The Rare Earths MMI (Monthly Metals Index) held sideways from January to February, moving up a slight 2.88%. Rare earths prices have proven more volatile in the past year than other metal products like steel. Now, it seems the rare earth market could witness more volatility in 2025.
President Trump recently imposed a 10% tariff on all Chinese goods, which includes rare earths. Meanwhile, the Kachin Independence Army (KIA) remains in extensive control of Myanmar’s valuable rare earth mines, severely limiting the Burmese government’s control over this sector. Get weekly updates about these rare earth shifts in MetalMiner’s Weekly Newsletter.
Trump’s Promised Tariffs – Time to Worry?
In early February, President Trump enacted a 10% tariff on all Chinese imports, intensifying global trade tensions and raising concerns about its potential impact on industries reliant on rare earth elements. China currently supplies between 85% and 95% of the global demand for rare earth elements, granting it significant influence over global supply and pricing.
As reported by Reuters, China announced export controls on critical minerals, including rare earths, in retaliation to the U.S. tariffs. This signals the country’s readiness to leverage its dominant position in the sector.

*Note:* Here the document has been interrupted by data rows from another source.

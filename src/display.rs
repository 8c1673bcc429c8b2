//! Display sink: hands composited frames to whatever shell renders them.
//!
//! The capture task never talks to a UI directly. It publishes into a
//! latest-value channel; the shell consumes on its own thread at its
//! own pace and only ever sees whole, immutable frames.

use tokio::sync::watch;

use crate::core::Frame;

/// Sink for composited frames. `None` clears the display.
pub trait DisplaySink: Send + Sync {
    fn publish(&self, frame: Option<Frame>);
}

/// Latest-value display channel.
///
/// Only the newest frame is retained; a slow consumer skips stale
/// frames instead of applying backpressure to the capture path.
pub struct FrameDisplay {
    tx: watch::Sender<Option<Frame>>,
}

/// Create a display channel: the sink goes to the pipeline, the
/// receiver to the shell.
pub fn display_channel() -> (FrameDisplay, watch::Receiver<Option<Frame>>) {
    let (tx, rx) = watch::channel(None);
    (FrameDisplay { tx }, rx)
}

impl DisplaySink for FrameDisplay {
    fn publish(&self, frame: Option<Frame>) {
        // A dropped receiver just means nothing is watching
        let _ = self.tx.send(frame);
    }
}

#[cfg(test)]
mod tests {
    use super::*;
    use crate::core::PixelFormat;

    fn frame(seq: u64) -> Frame {
        Frame::new(2, 2, PixelFormat::Rgb24, vec![0u8; 12].into()).with_sequence(seq)
    }

    #[tokio::test]
    async fn receiver_sees_the_latest_frame() {
        let (display, mut rx) = display_channel();
        assert!(rx.borrow().is_none());

        display.publish(Some(frame(1)));
        display.publish(Some(frame(2)));

        rx.changed().await.unwrap();
        assert_eq!(rx.borrow_and_update().as_ref().unwrap().sequence, 2);
    }

    #[tokio::test]
    async fn publishing_none_clears_the_display() {
        let (display, mut rx) = display_channel();
        display.publish(Some(frame(1)));
        rx.changed().await.unwrap();
        assert!(rx.borrow_and_update().is_some());

        display.publish(None);
        rx.changed().await.unwrap();
        assert!(rx.borrow_and_update().is_none());
    }

    #[test]
    fn publish_without_a_receiver_is_fine() {
        let (display, rx) = display_channel();
        drop(rx);
        display.publish(Some(frame(1)));
    }
}
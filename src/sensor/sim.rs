//! Simulated headset driver for development without hardware.

use std::time::Duration;

use tracing::info;

use super::{SensorDriver, SensorError};
use crate::core::{SampleValue, SensorChannel};

/// Driver that answers on the first candidate port and emits smooth
/// deterministic waveforms, one sample roughly every 10ms.
pub struct SimulatedSensor {
    tick: u64,
    connected: bool,
}

impl SimulatedSensor {
    pub fn new() -> Self {
        Self {
            tick: 0,
            connected: false,
        }
    }
}

impl Default for SimulatedSensor {
    fn default() -> Self {
        Self::new()
    }
}

impl SensorDriver for SimulatedSensor {
    fn connect(&mut self, port: &str, _baud: u32) -> Result<(), SensorError> {
        info!("Simulated headset on {}", port);
        self.connected = true;
        Ok(())
    }

    fn read_sample(&mut self) -> Result<Option<SampleValue>, SensorError> {
        if !self.connected {
            return Err(SensorError::Protocol("not connected".to_string()));
        }
        std::thread::sleep(Duration::from_millis(10));
        self.tick += 1;
        let t = self.tick as f32;
        let timestamp_us = self.tick * 10_000;

        // Rotate through the channels so each updates ~33 times a second
        let sample = match self.tick % 3 {
            0 => SampleValue::new(
                SensorChannel::Attention,
                (50.0 + 40.0 * (t / 25.0).sin()).clamp(0.0, 100.0),
                timestamp_us,
            ),
            1 => SampleValue::new(
                SensorChannel::Meditation,
                (50.0 + 35.0 * (t / 40.0).cos()).clamp(0.0, 100.0),
                timestamp_us,
            ),
            _ => SampleValue::new(SensorChannel::SignalQuality, 0.0, timestamp_us),
        };
        Ok(Some(sample))
    }

    fn disconnect(&mut self) {
        self.connected = false;
        info!("Simulated headset disconnected after {} samples", self.tick);
    }
}

#[cfg(test)]
mod tests {
    use super::*;

    #[test]
    fn values_stay_in_band() {
        let mut sim = SimulatedSensor::new();
        sim.connect("COM1", 57600).unwrap();
        for _ in 0..12 {
            let sample = sim.read_sample().unwrap().unwrap();
            assert!((0.0..=100.0).contains(&sample.value), "value {} out of band", sample.value);
        }
        sim.disconnect();
        assert!(sim.read_sample().is_err());
    }
}
//! Recording: turns annotated frames into a file on disk.
//!
//! The [`Recorder`] owns one recording session at a time and stamps
//! every appended frame with its offset from the first frame, measured
//! on a monotonic clock. Gaps in capture therefore survive into the
//! file instead of being flattened to a nominal frame interval.

mod segment;

pub use segment::{read_segment, SegmentFileEncoder, SegmentInfo, SegmentRecord};

use std::io;
use std::path::{Path, PathBuf};
use std::time::{Duration, Instant};

use tracing::{info, warn};

use crate::core::Frame;

/// Codec requested for a recording session.
#[derive(Debug, Clone, Copy, PartialEq, Eq)]
pub enum VideoCodec {
    /// Uncompressed frames in the segment container
    Raw,
    /// MPEG-4 part 2; only honored by encoders that implement it
    Mpeg4,
}

/// Errors from the recorder and its encoders.
#[derive(Debug, thiserror::Error)]
pub enum RecorderError {
    #[error("recorder already open for this session")]
    AlreadyOpen,
    #[error("recorder is not open")]
    NotOpen,
    #[error("invalid frame dimensions {width}x{height}")]
    InvalidDimensions { width: u32, height: u32 },
    #[error("unsupported codec {0:?}")]
    UnsupportedCodec(VideoCodec),
    #[error("failed to open {path}: {source}")]
    OpenFailed {
        path: PathBuf,
        #[source]
        source: io::Error,
    },
    #[error("write failed: {0}")]
    WriteFailed(#[source] io::Error),
}

/// Sink for encoded video, one session per `open`/`close` pair.
pub trait VideoEncoder: Send {
    /// Prepare the output at `path` for frames of the given shape.
    fn open(
        &mut self,
        path: &Path,
        width: u32,
        height: u32,
        frame_rate: u32,
        codec: VideoCodec,
    ) -> Result<(), RecorderError>;

    /// Encode one frame at `offset` from the start of the recording.
    fn append(&mut self, frame: &Frame, offset: Duration) -> Result<(), RecorderError>;

    /// Finish the output. Called once per session.
    fn close(&mut self) -> Result<(), RecorderError>;
}

/// Descriptor of one open recording.
#[derive(Debug, Clone)]
pub struct RecordingSession {
    pub output_path: PathBuf,
    pub width: u32,
    pub height: u32,
    /// Nominal playback rate stored in the output; per-frame offsets
    /// carry the actual timing
    pub frame_rate: u32,
    pub codec: VideoCodec,
    first_frame: Option<Instant>,
    last_offset: Option<Duration>,
}

impl RecordingSession {
    /// Whether the first frame has landed and pinned the time origin.
    pub fn started(&self) -> bool {
        self.first_frame.is_some()
    }
}

/// Owns the encoder and the offset clock for one recording at a time.
pub struct Recorder {
    encoder: Option<Box<dyn VideoEncoder>>,
    session: Option<RecordingSession>,
    frames_written: u64,
}

impl Recorder {
    pub fn new() -> Self {
        Self {
            encoder: None,
            session: None,
            frames_written: 0,
        }
    }

    /// Begin a session. At most one may be open at a time.
    pub fn open(
        &mut self,
        mut encoder: Box<dyn VideoEncoder>,
        path: &Path,
        width: u32,
        height: u32,
        frame_rate: u32,
        codec: VideoCodec,
    ) -> Result<(), RecorderError> {
        if self.session.is_some() {
            return Err(RecorderError::AlreadyOpen);
        }
        if width == 0 || height == 0 {
            return Err(RecorderError::InvalidDimensions { width, height });
        }
        encoder.open(path, width, height, frame_rate, codec)?;
        info!(
            "Recording to {:?}: {}x{} @ {}fps ({:?})",
            path, width, height, frame_rate, codec
        );
        self.encoder = Some(encoder);
        self.session = Some(RecordingSession {
            output_path: path.to_path_buf(),
            width,
            height,
            frame_rate,
            codec,
            first_frame: None,
            last_offset: None,
        });
        self.frames_written = 0;
        Ok(())
    }

    pub fn is_open(&self) -> bool {
        self.session.is_some()
    }

    pub fn session(&self) -> Option<&RecordingSession> {
        self.session.as_ref()
    }

    pub fn frames_written(&self) -> u64 {
        self.frames_written
    }

    /// Append a frame captured at `now`.
    ///
    /// The first appended frame pins the session origin and gets offset
    /// zero; later frames carry their real distance from that origin,
    /// nudged forward a microsecond when the clock would repeat.
    pub fn append_frame(&mut self, frame: &Frame, now: Instant) -> Result<(), RecorderError> {
        let (session, encoder) = match (self.session.as_mut(), self.encoder.as_mut()) {
            (Some(session), Some(encoder)) => (session, encoder),
            _ => return Err(RecorderError::NotOpen),
        };

        let offset = match session.first_frame {
            None => {
                session.first_frame = Some(now);
                Duration::ZERO
            }
            Some(first) => {
                let mut offset = now.saturating_duration_since(first);
                if let Some(last) = session.last_offset {
                    if offset <= last {
                        offset = last + Duration::from_micros(1);
                    }
                }
                offset
            }
        };

        encoder.append(frame, offset)?;
        session.last_offset = Some(offset);
        self.frames_written += 1;
        Ok(())
    }

    /// End the session, if one is open. Safe to call any number of
    /// times, including without a prior `open`.
    pub fn close(&mut self) {
        if let Some(mut encoder) = self.encoder.take() {
            if let Err(e) = encoder.close() {
                warn!("Encoder close failed: {}", e);
            }
        }
        if let Some(session) = self.session.take() {
            info!(
                "Recording closed: {:?}, {} frames",
                session.output_path, self.frames_written
            );
        }
    }
}

impl Default for Recorder {
    fn default() -> Self {
        Self::new()
    }
}
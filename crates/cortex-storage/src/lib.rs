//! Persistence for cortex brains.
//!
//! Provides the [`GraphStore`] trait defining the storage contract that all
//! backends implement, plus [`InMemoryStore`], [`JsonFileStore`] and
//! [`SqliteStore`] as first-class backends.
//!
//! # Architecture
//!
//! A brain travels to and from storage as a [`BrainDocument`]: a flat,
//! sorted image of every committed neuron and link. Loading validates the
//! document's structural invariants before any brain is built, so a failed
//! load never leaves a half-initialized brain behind. Incremental saves
//! apply a [`ChangeSet`](cortex_core::ChangeSet) drained from the brain on
//! top of the last full save.
//!
//! # Modules
//!
//! - [`error`]: StorageError enum with all failure modes
//! - [`document`]: BrainDocument and its integrity validation
//! - [`convert`]: Brain decompose/recompose functions
//! - [`traits`]: GraphStore trait definition
//! - [`memory`]: InMemoryStore implementation
//! - [`file`]: JsonFileStore implementation
//! - [`schema`]: SQL schema constants and migration setup
//! - [`sqlite`]: SqliteStore implementation

pub mod convert;
pub mod document;
pub mod error;
pub mod file;
pub mod memory;
pub mod schema;
pub mod sqlite;
pub mod traits;

// Re-export key types for ergonomic use.
pub use convert::{decompose, recompose};
pub use document::{BrainDocument, FORMAT_VERSION};
pub use error::StorageError;
pub use file::JsonFileStore;
pub use memory::InMemoryStore;
pub use sqlite::SqliteStore;
pub use traits::GraphStore;
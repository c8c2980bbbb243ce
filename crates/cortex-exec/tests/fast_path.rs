//! The typed fast paths agree with the generic, neuron-producing path.

use std::sync::Arc;

use proptest::prelude::*;

use cortex_core::{Brain, NeuronId, Opcode, Payload, Predefined};
use cortex_exec::{CodeBuilder, Processor, ProcessorConfig};

const OPS: [Opcode; 5] = [
    Opcode::Add,
    Opcode::Subtract,
    Opcode::Multiply,
    Opcode::Divide,
    Opcode::Modulus,
];

/// Left-nested arithmetic: `((start op v1) op v2) ...`.
fn build(b: &CodeBuilder<'_>, start: i64, steps: &[(usize, i64)]) -> NeuronId {
    let mut expr = b.int(start).unwrap();
    for &(op, value) in steps {
        let rhs = b.int(value).unwrap();
        expr = b.result_statement(OPS[op % OPS.len()], &[expr, rhs]).unwrap();
    }
    expr
}

proptest! {
    #[test]
    fn int_fast_path_matches_generic_path(
        start in -1000i64..1000,
        steps in prop::collection::vec((0usize..5, -20i64..20), 1..6),
    ) {
        let brain = Arc::new(Brain::new());
        let mut p = Processor::new(Arc::clone(&brain), ProcessorConfig::default());
        let b = CodeBuilder::new(&brain);
        let expr = build(&b, start, &steps);

        let fast = p.eval_int(expr).unwrap();
        let generic = p.evaluate(expr).unwrap();
        match fast {
            Some(v) => {
                prop_assert_eq!(generic.len(), 1);
                prop_assert_eq!(brain.payload(generic[0]).unwrap(), Payload::Int(v));
            }
            None => prop_assert!(generic.is_empty()),
        }
    }

    #[test]
    fn bool_fast_path_matches_generic_path(
        start in -1000i64..1000,
        steps in prop::collection::vec((0usize..3, -20i64..20), 0..4),
        bound in -1000i64..1000,
    ) {
        let brain = Arc::new(Brain::new());
        let mut p = Processor::new(Arc::clone(&brain), ProcessorConfig::default());
        let b = CodeBuilder::new(&brain);
        let lhs = build(&b, start, &steps);
        let less = b.result_statement(Opcode::Less, &[lhs, b.int(bound).unwrap()]).unwrap();

        let fast = p.eval_bool(less).unwrap();
        let generic = p.evaluate(less).unwrap();
        prop_assert_eq!(generic, vec![Predefined::boolean(fast)]);
    }
}
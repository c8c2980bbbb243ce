//! Set and sequence operations over result lists.
//!
//! `Union`, `Intersect` and `Complement` evaluate each argument to its own
//! list; the others work on the concatenation of all arguments. Results keep
//! first-occurrence order.

use std::collections::HashSet;
use std::sync::Arc;

use cortex_core::{NeuronId, Opcode};

use super::{neurons, one, unsupported};
use crate::error::InstructionError;
use crate::processor::Processor;
use crate::value::Outcome;

pub(super) fn execute(p: &mut Processor, op: Opcode, args: &[NeuronId]) -> Result<Outcome, InstructionError> {
    let brain = Arc::clone(p.brain());

    let outcome = match op {
        Opcode::Union => {
            let mut seen = HashSet::new();
            let mut out = Vec::new();
            for &expr in args {
                let list = p.eval_list(expr)?;
                out.extend(list.iter().copied().filter(|&id| seen.insert(id)));
            }
            neurons(&brain, out)
        }
        Opcode::Intersect => {
            let mut lists = Vec::with_capacity(args.len());
            for &expr in args {
                lists.push(p.eval_list(expr)?);
            }
            let (first, rest) = lists.split_first().ok_or(InstructionError::ArgumentCount {
                op,
                expected: op.arg_count(),
                found: 0,
            })?;
            let rest: Vec<HashSet<NeuronId>> = rest.iter().map(|l| l.iter().copied().collect()).collect();
            let mut seen = HashSet::new();
            let common = first
                .iter()
                .copied()
                .filter(|id| rest.iter().all(|set| set.contains(id)))
                .filter(|&id| seen.insert(id));
            neurons(&brain, common.collect::<Vec<_>>())
        }
        Opcode::Complement => {
            let items = p.eval_list(args[0])?;
            let removed: HashSet<NeuronId> = p.eval_list(args[1])?.iter().copied().collect();
            neurons(&brain, items.iter().copied().filter(|id| !removed.contains(id)).collect::<Vec<_>>())
        }
        Opcode::Distinct => {
            let mut seen = HashSet::new();
            neurons(&brain, args.iter().copied().filter(|&id| seen.insert(id)))
        }
        Opcode::First => one(&brain, op, args.first().copied(), "empty list")?,
        Opcode::Last => one(&brain, op, args.last().copied(), "empty list")?,
        Opcode::Reverse => neurons(&brain, args.iter().rev().copied()),
        other => return Err(unsupported(other, "list")),
    };
    Ok(outcome)
}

Potential Impacts on the Global Rare Earths Market
These tariffs have led to concerns about supply chain disruptions and increased costs for industries dependent on rare earth elements. Because of these developments, manufacturers in sectors such as electronics, automotive, and defense could face challenges securing necessary materials. Reuters states that this could lead to production delays and higher prices for consumers.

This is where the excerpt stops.